[[ GIVEN RECORDS open ]]

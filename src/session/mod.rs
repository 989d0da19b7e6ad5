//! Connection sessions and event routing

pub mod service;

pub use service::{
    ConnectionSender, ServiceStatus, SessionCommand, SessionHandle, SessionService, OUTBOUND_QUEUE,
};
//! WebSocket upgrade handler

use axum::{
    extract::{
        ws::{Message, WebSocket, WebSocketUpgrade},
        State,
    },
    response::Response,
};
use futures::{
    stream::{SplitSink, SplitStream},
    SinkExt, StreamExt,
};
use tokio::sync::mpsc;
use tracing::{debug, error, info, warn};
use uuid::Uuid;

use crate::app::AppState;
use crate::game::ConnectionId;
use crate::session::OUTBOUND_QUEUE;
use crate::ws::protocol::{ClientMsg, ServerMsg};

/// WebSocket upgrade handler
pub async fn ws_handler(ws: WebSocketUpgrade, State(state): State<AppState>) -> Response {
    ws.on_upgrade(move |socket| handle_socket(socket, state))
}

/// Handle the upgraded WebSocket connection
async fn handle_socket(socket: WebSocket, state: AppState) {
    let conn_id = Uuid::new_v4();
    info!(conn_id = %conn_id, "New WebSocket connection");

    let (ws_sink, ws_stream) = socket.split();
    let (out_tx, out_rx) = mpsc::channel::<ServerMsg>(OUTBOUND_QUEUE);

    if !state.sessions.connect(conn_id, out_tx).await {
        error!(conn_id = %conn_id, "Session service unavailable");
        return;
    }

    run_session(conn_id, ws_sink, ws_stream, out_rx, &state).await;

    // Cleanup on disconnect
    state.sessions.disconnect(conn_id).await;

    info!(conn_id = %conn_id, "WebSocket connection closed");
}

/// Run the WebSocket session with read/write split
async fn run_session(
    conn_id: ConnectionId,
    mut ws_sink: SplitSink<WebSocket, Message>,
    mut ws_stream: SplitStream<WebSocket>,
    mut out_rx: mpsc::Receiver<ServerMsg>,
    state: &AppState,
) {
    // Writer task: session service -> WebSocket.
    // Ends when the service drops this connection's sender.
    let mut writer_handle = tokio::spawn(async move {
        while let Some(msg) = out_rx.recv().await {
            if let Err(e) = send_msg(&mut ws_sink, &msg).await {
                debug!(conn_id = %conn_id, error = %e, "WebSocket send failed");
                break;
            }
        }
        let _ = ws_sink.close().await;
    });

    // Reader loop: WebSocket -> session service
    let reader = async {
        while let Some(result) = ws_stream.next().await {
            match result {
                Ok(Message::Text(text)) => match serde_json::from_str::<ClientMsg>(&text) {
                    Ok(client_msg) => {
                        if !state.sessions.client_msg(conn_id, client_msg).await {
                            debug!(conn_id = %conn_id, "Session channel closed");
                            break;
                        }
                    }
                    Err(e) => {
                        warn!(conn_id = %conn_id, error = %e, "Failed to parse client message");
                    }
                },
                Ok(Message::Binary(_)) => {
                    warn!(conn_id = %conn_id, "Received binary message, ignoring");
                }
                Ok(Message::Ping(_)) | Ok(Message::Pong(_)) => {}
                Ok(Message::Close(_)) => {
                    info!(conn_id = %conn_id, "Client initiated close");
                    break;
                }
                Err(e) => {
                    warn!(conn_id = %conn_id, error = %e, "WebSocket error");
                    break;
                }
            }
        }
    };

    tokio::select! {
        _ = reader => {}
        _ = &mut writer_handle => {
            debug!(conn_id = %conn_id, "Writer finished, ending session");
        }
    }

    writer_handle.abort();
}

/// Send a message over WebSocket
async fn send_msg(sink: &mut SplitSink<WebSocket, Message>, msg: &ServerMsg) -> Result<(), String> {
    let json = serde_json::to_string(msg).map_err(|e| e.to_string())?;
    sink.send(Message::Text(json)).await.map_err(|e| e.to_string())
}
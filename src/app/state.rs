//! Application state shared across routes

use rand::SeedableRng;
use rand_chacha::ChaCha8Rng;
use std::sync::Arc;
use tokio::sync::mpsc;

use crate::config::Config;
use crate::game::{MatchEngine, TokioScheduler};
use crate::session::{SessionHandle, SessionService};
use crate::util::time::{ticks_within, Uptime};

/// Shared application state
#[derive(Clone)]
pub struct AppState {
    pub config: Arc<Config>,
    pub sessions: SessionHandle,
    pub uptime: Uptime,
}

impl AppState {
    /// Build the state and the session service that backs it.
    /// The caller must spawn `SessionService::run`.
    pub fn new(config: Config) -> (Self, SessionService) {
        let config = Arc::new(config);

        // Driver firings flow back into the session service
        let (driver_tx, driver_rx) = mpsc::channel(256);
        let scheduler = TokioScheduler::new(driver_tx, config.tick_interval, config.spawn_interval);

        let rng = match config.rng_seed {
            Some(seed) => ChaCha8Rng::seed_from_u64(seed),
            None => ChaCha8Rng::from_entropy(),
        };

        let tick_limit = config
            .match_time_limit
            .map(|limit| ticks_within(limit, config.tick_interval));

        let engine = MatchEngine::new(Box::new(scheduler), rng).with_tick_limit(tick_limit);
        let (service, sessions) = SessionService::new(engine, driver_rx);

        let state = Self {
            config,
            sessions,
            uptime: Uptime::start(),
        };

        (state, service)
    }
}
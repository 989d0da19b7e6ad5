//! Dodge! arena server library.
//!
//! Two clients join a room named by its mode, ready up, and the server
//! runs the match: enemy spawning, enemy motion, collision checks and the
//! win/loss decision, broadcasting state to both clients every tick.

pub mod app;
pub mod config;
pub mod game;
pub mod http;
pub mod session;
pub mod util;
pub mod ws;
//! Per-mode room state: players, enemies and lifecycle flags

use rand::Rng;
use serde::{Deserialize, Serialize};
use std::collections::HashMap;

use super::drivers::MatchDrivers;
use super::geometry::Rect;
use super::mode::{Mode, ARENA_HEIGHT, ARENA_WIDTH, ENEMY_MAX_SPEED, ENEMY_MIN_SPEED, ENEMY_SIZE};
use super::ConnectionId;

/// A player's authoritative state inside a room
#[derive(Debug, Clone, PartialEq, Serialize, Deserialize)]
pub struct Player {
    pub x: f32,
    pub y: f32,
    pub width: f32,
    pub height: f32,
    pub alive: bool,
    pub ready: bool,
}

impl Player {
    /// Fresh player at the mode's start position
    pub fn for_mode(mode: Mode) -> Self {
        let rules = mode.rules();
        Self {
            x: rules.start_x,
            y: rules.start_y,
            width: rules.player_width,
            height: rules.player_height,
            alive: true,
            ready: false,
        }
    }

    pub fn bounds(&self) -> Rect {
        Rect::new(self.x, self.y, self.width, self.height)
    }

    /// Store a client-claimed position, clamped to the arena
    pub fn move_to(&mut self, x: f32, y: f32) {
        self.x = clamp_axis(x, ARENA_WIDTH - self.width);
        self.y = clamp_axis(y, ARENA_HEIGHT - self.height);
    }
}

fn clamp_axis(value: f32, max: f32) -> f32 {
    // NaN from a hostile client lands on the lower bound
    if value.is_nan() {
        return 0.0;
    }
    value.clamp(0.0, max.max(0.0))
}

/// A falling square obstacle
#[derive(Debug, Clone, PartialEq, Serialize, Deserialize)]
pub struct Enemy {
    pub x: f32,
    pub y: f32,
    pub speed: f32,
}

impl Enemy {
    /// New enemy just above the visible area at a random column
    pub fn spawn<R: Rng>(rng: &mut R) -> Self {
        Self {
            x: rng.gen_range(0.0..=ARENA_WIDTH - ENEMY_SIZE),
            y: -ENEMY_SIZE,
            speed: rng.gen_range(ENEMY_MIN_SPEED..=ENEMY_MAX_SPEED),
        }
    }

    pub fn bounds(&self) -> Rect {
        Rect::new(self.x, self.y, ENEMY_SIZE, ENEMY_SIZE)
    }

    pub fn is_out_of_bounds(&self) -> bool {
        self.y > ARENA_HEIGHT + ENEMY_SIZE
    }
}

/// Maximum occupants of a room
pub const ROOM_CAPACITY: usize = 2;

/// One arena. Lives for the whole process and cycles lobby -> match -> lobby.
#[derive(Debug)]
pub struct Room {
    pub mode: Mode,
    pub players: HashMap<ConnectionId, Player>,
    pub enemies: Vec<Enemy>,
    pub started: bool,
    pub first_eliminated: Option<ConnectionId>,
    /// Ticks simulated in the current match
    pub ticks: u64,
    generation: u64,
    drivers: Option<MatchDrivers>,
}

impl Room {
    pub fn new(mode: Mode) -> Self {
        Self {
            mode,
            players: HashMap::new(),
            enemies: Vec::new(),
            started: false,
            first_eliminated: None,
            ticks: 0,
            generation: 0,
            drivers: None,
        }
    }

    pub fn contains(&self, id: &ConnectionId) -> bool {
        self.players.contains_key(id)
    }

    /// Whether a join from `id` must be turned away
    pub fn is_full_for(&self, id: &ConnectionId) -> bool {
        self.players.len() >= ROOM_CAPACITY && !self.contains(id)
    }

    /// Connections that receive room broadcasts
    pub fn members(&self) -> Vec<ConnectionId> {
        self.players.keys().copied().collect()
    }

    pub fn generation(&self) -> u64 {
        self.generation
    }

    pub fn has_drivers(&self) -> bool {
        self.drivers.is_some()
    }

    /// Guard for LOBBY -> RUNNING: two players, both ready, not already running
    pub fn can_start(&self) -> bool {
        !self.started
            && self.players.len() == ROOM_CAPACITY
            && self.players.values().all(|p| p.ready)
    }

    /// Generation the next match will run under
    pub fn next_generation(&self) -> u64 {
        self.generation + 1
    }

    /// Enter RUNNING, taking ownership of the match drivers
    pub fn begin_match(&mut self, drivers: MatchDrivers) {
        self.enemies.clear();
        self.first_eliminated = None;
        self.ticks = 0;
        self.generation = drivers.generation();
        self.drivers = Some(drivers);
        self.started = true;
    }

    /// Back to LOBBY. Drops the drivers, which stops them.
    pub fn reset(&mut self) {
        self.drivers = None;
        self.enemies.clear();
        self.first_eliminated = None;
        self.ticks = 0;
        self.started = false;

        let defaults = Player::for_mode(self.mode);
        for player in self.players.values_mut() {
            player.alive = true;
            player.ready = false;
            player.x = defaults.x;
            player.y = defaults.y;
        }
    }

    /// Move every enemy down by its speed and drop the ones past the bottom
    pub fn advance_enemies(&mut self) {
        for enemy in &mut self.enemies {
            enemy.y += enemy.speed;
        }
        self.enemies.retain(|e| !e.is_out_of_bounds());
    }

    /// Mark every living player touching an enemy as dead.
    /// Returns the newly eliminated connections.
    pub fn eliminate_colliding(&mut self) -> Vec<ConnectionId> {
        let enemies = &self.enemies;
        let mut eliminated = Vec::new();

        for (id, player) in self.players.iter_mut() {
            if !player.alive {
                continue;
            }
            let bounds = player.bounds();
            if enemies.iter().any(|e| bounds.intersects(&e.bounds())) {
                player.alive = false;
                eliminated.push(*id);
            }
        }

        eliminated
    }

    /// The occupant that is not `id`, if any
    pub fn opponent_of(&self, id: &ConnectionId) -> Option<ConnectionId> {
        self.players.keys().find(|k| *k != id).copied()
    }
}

[[ GIVEN RECORDS closed ]]

> **WHAT TO WORK ON**:
Find the word "that" in the records. Copy every line it appears in.

> **OUTPUT FOR THIS TASK**:
    /// Build the state and the session service that backs it.
    /// Connections that receive room broadcasts
    /// The occupant that is not `id`, if any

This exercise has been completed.